Five other teams tried to solve the real-world problem of identifying the unknown parameters using only the experimental data and the prediction error metric. These teams used a variety of parameter estimation techniques to reduce the prediction error metric, led by Team Whole-Sale Modelers, who developed a novel combination of DE and random forests. Notably, Team Whole-Sale Modelers identified the directions in which the parameters were modified with 80% (12 of 15 modified parameters) accuracy.

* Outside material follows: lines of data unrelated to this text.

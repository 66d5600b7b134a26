use mongodb::{Client, Database, options::ClientOptions};
use agencyhub_api::{build_router, state::AppState};
use agencyhub_config::{AppSettings, DatabaseSettings, IdentitySettings, Settings};
use agencyhub_db::indexes::ensure_indexes;
use agencyhub_services::identity::CallerClaims;
use jsonwebtoken::{EncodingKey, Header, encode};
use std::net::SocketAddr;
use tokio::net::TcpListener;

/// A running test application with its own MongoDB database.
pub struct TestApp {
    pub addr: SocketAddr,
    pub base_url: String,
    pub db: Database,
    pub settings: Settings,
    pub client: reqwest::Client,
}

impl TestApp {
    /// Spawn a new test server connected to the test MongoDB.
    ///
    /// Requires a running MongoDB at localhost:27017.
    /// Set AGENCYHUB__DATABASE__URL env var to override the connection
    /// string. Each test gets a unique database name for isolation.
    pub async fn spawn() -> Self {
        let db_name = format!("agencyhub_test_{}", uuid::Uuid::new_v4().simple());

        let mut settings = Settings::load().unwrap_or_else(|_| test_settings());
        // Allow env var override for database URL
        if let Ok(url) = std::env::var("AGENCYHUB__DATABASE__URL") {
            settings.database.url = url;
        }
        settings.database.name = db_name.clone();

        let client_options = ClientOptions::parse(&settings.database.url)
            .await
            .expect("Failed to parse MongoDB URL");
        let mongo_client =
            Client::with_options(client_options).expect("Failed to create MongoDB client");
        let db = mongo_client.database(&db_name);

        ensure_indexes(&db).await.expect("Failed to create indexes");

        let app_state = AppState::new(db.clone(), settings.clone());
        let app = build_router(app_state);

        let listener = TcpListener::bind("127.0.0.1:0")
            .await
            .expect("Failed to bind to random port");
        let addr = listener.local_addr().unwrap();

        tokio::spawn(async move {
            axum::serve(listener, app).await.unwrap();
        });

        let base_url = format!("http://{}", addr);
        let client = reqwest::Client::builder()
            .cookie_store(true)
            .build()
            .expect("Failed to build HTTP client");

        Self {
            addr,
            base_url,
            db,
            settings,
            client,
        }
    }

    pub fn url(&self, path: &str) -> String {
        format!("{}{}", self.base_url, path)
    }

    /// Signs a session token the way the external identity provider would.
    pub fn mint_token(
        &self,
        subject: &str,
        email: &str,
        given_name: Option<&str>,
        family_name: Option<&str>,
    ) -> String {
        let now = chrono::Utc::now();
        let claims = CallerClaims {
            sub: subject.to_string(),
            email: email.to_string(),
            given_name: given_name.map(str::to_string),
            family_name: family_name.map(str::to_string),
            avatar_url: None,
            iat: now.timestamp(),
            exp: (now + chrono::Duration::hours(1)).timestamp(),
            iss: self.settings.identity.issuer.clone(),
        };

        encode(
            &Header::default(),
            &claims,
            &EncodingKey::from_secret(self.settings.identity.jwt_secret.as_bytes()),
        )
        .expect("Failed to sign test token")
    }

    pub fn auth_get(&self, path: &str, token: &str) -> reqwest::RequestBuilder {
        self.client.get(self.url(path)).bearer_auth(token)
    }

    pub fn auth_post(&self, path: &str, token: &str) -> reqwest::RequestBuilder {
        self.client.post(self.url(path)).bearer_auth(token)
    }

    pub fn auth_put(&self, path: &str, token: &str) -> reqwest::RequestBuilder {
        self.client.put(self.url(path)).bearer_auth(token)
    }

    pub fn auth_delete(&self, path: &str, token: &str) -> reqwest::RequestBuilder {
        self.client.delete(self.url(path)).bearer_auth(token)
    }
}

fn test_settings() -> Settings {
    Settings {
        app: AppSettings {
            host: "127.0.0.1".to_string(),
            port: 0,
            cors_origins: Vec::new(),
        },
        database: DatabaseSettings {
            url: "mongodb://localhost:27017".to_string(),
            name: "agencyhub_test".to_string(),
            max_pool_size: None,
            min_pool_size: None,
        },
        identity: IdentitySettings {
            jwt_secret: "test-secret".to_string(),
            issuer: "agencyhub-identity".to_string(),
            metadata_endpoint: None,
            api_key: None,
        },
    }
}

In addition, a few teams pursued strategies based on reduced physical models. These teams tried to estimate the RNA polymerase promoter binding probabilities from the RNA polymerase ChIP-seq data, use this information to estimate the RNA half-lives from the RNA microarray data, and use the protein expression data, metabolic fluxes, and FBA metabolic submodel to estimate the reaction turnover rates.

We decided to provide participants parameter distance information to give participants qualitative feedback on how far their models were to the true parameter values. We did not intend for participants to use this information to solve the challenge. We incorrectly believed that teams would not use this information because this information is not available in real-world biological parameter estimation applications. Unfortunately, we did not learn that participants were using this information to solve the artificial parameter error optimization problem until the last week of the challenge, at which point we felt it was too late to change the structure of the challenge. In hindsight, we should have anticipated that participants would use the parameter error information because the challenge is organized as a competition with the artificial end goal of “winning” rather than the real-world end goal of creating knowledge.

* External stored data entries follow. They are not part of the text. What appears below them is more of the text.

use crate::fixtures::test_app::TestApp;
use bson::doc;
use serde_json::Value;

#[tokio::test]
async fn acceptance_provisions_user_and_consumes_invitation() {
    let app = TestApp::spawn().await;

    let agency = app.seed_agency("join").await;

    let resp = app
        .auth_post(
            &format!("/api/agency/{}/invitation", agency.agency_id),
            &agency.owner.token,
        )
        .json(&serde_json::json!({
            "email": "newhire@example.test",
            "role": "AGENCY_ADMIN",
        }))
        .send()
        .await
        .unwrap();
    assert_eq!(resp.status().as_u16(), 200);

    let token = app.mint_token("usr_newhire", "newhire@example.test", Some("Nina"), Some("Hart"));
    let resp = app
        .auth_post("/api/invitation/accept", &token)
        .send()
        .await
        .unwrap();
    assert_eq!(resp.status().as_u16(), 200);
    let accepted: Value = resp.json().await.unwrap();
    assert_eq!(
        accepted["agency_id"].as_str(),
        Some(agency.agency_id.as_str())
    );

    // The user exists, bound to the invitation's agency and role
    let resp = app
        .auth_get(
            &format!("/api/agency/{}/team", agency.agency_id),
            &agency.owner.token,
        )
        .send()
        .await
        .unwrap();
    let team: Vec<Value> = resp.json().await.unwrap();
    let hired = team
        .iter()
        .find(|m| m["email"] == "newhire@example.test")
        .expect("invited user should be on the team");
    assert_eq!(hired["role"].as_str(), Some("AGENCY_ADMIN"));
    assert_eq!(hired["name"].as_str(), Some("Nina Hart"));

    // The join is on the activity feed
    let resp = app
        .auth_get(
            &format!("/api/agency/{}/notification", agency.agency_id),
            &agency.owner.token,
        )
        .send()
        .await
        .unwrap();
    let notifications: Vec<Value> = resp.json().await.unwrap();
    assert!(
        notifications
            .iter()
            .any(|n| n["message"] == "Nina Hart | Joined")
    );

    // The invitation is consumed
    let remaining = app
        .db
        .collection::<bson::Document>("invitations")
        .count_documents(doc! { "email": "newhire@example.test" })
        .await
        .unwrap();
    assert_eq!(remaining, 0);
}

#[tokio::test]
async fn acceptance_is_idempotent_under_reinvocation() {
    let app = TestApp::spawn().await;

    let agency = app.seed_agency("rejoin").await;

    let resp = app
        .auth_post(
            &format!("/api/agency/{}/invitation", agency.agency_id),
            &agency.owner.token,
        )
        .json(&serde_json::json!({
            "email": "repeat@example.test",
            "role": "SUBACCOUNT_USER",
        }))
        .send()
        .await
        .unwrap();
    assert_eq!(resp.status().as_u16(), 200);

    let token = app.mint_token("usr_repeat", "repeat@example.test", Some("Rob"), Some("Ode"));

    let first: Value = app
        .auth_post("/api/invitation/accept", &token)
        .send()
        .await
        .unwrap()
        .json()
        .await
        .unwrap();
    // Second call lands on the existing-user fallback
    let second: Value = app
        .auth_post("/api/invitation/accept", &token)
        .send()
        .await
        .unwrap()
        .json()
        .await
        .unwrap();

    assert_eq!(first["agency_id"].as_str(), Some(agency.agency_id.as_str()));
    assert_eq!(first["agency_id"], second["agency_id"]);

    // Net effect of two calls equals one: a single user record
    let users = app
        .db
        .collection::<bson::Document>("users")
        .count_documents(doc! { "email": "repeat@example.test" })
        .await
        .unwrap();
    assert_eq!(users, 1);
}

#[tokio::test]
async fn known_caller_without_invitation_gets_their_agency() {
    let app = TestApp::spawn().await;

    let agency = app.seed_agency("known").await;

    let resp = app
        .auth_post("/api/invitation/accept", &agency.owner.token)
        .send()
        .await
        .unwrap();
    assert_eq!(resp.status().as_u16(), 200);
    let accepted: Value = resp.json().await.unwrap();
    assert_eq!(
        accepted["agency_id"].as_str(),
        Some(agency.agency_id.as_str())
    );
}

#[tokio::test]
async fn unknown_caller_gets_no_agency() {
    let app = TestApp::spawn().await;

    let token = app.mint_token("usr_stranger", "stranger@example.test", None, None);
    let resp = app
        .auth_post("/api/invitation/accept", &token)
        .send()
        .await
        .unwrap();
    assert_eq!(resp.status().as_u16(), 200);
    let accepted: Value = resp.json().await.unwrap();
    assert!(accepted["agency_id"].is_null());
}

#[tokio::test]
async fn missing_caller_names_become_the_undefined_placeholder() {
    let app = TestApp::spawn().await;

    let agency = app.seed_agency("nameless").await;

    let resp = app
        .auth_post(
            &format!("/api/agency/{}/invitation", agency.agency_id),
            &agency.owner.token,
        )
        .json(&serde_json::json!({
            "email": "noname@example.test",
            "role": "SUBACCOUNT_USER",
        }))
        .send()
        .await
        .unwrap();
    assert_eq!(resp.status().as_u16(), 200);

    // Provider supplies neither name part
    let token = app.mint_token("usr_noname", "noname@example.test", None, None);
    let resp = app
        .auth_post("/api/invitation/accept", &token)
        .send()
        .await
        .unwrap();
    assert_eq!(resp.status().as_u16(), 200);

    let resp = app
        .auth_get(
            &format!("/api/agency/{}/team", agency.agency_id),
            &agency.owner.token,
        )
        .send()
        .await
        .unwrap();
    let team: Vec<Value> = resp.json().await.unwrap();
    let member = team
        .iter()
        .find(|m| m["email"] == "noname@example.test")
        .unwrap();
    assert_eq!(member["name"].as_str(), Some("undefined undefined"));
}

#[tokio::test]
async fn invitation_can_never_grant_the_owner_role() {
    let app = TestApp::spawn().await;

    let agency = app.seed_agency("noowner").await;

    let resp = app
        .auth_post(
            &format!("/api/agency/{}/invitation", agency.agency_id),
            &agency.owner.token,
        )
        .json(&serde_json::json!({
            "email": "pretender@example.test",
            "role": "AGENCY_OWNER",
        }))
        .send()
        .await
        .unwrap();
    assert_eq!(resp.status().as_u16(), 422);
}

Despite the artificial nature of this challenge, it generated valuable new ideas about how to best identify whole-cell models. One team developed a novel combination of DE and random forests, and two teams explored model reduction strategies. Interestingly, none of the teams pursued distributed optimization or automatic differentiation, which have been used in other fields for computationally expensive models.

The challenge also generated useful information about parameter identifiability. The challenge highlighted the degeneracy of the parameter error, meaning that multiple parameter sets can produce similar errors due to degeneracies in phenotypic subspaces, and that comprehensive data is required to make the parameters practically identifiable [4447]. This degeneracy in phenotypic subspaces is consistent with observations of many other biophysical systems [4855]. Modelers must avoid creating structurally unidentifiable parameters that can never be estimated.

Lessons Learned

In addition, we learned several valuable lessons about how to best organize challenges. Most importantly, we learned that participants will use all available information. Organizers should never provide information that could be used to side step the challenge.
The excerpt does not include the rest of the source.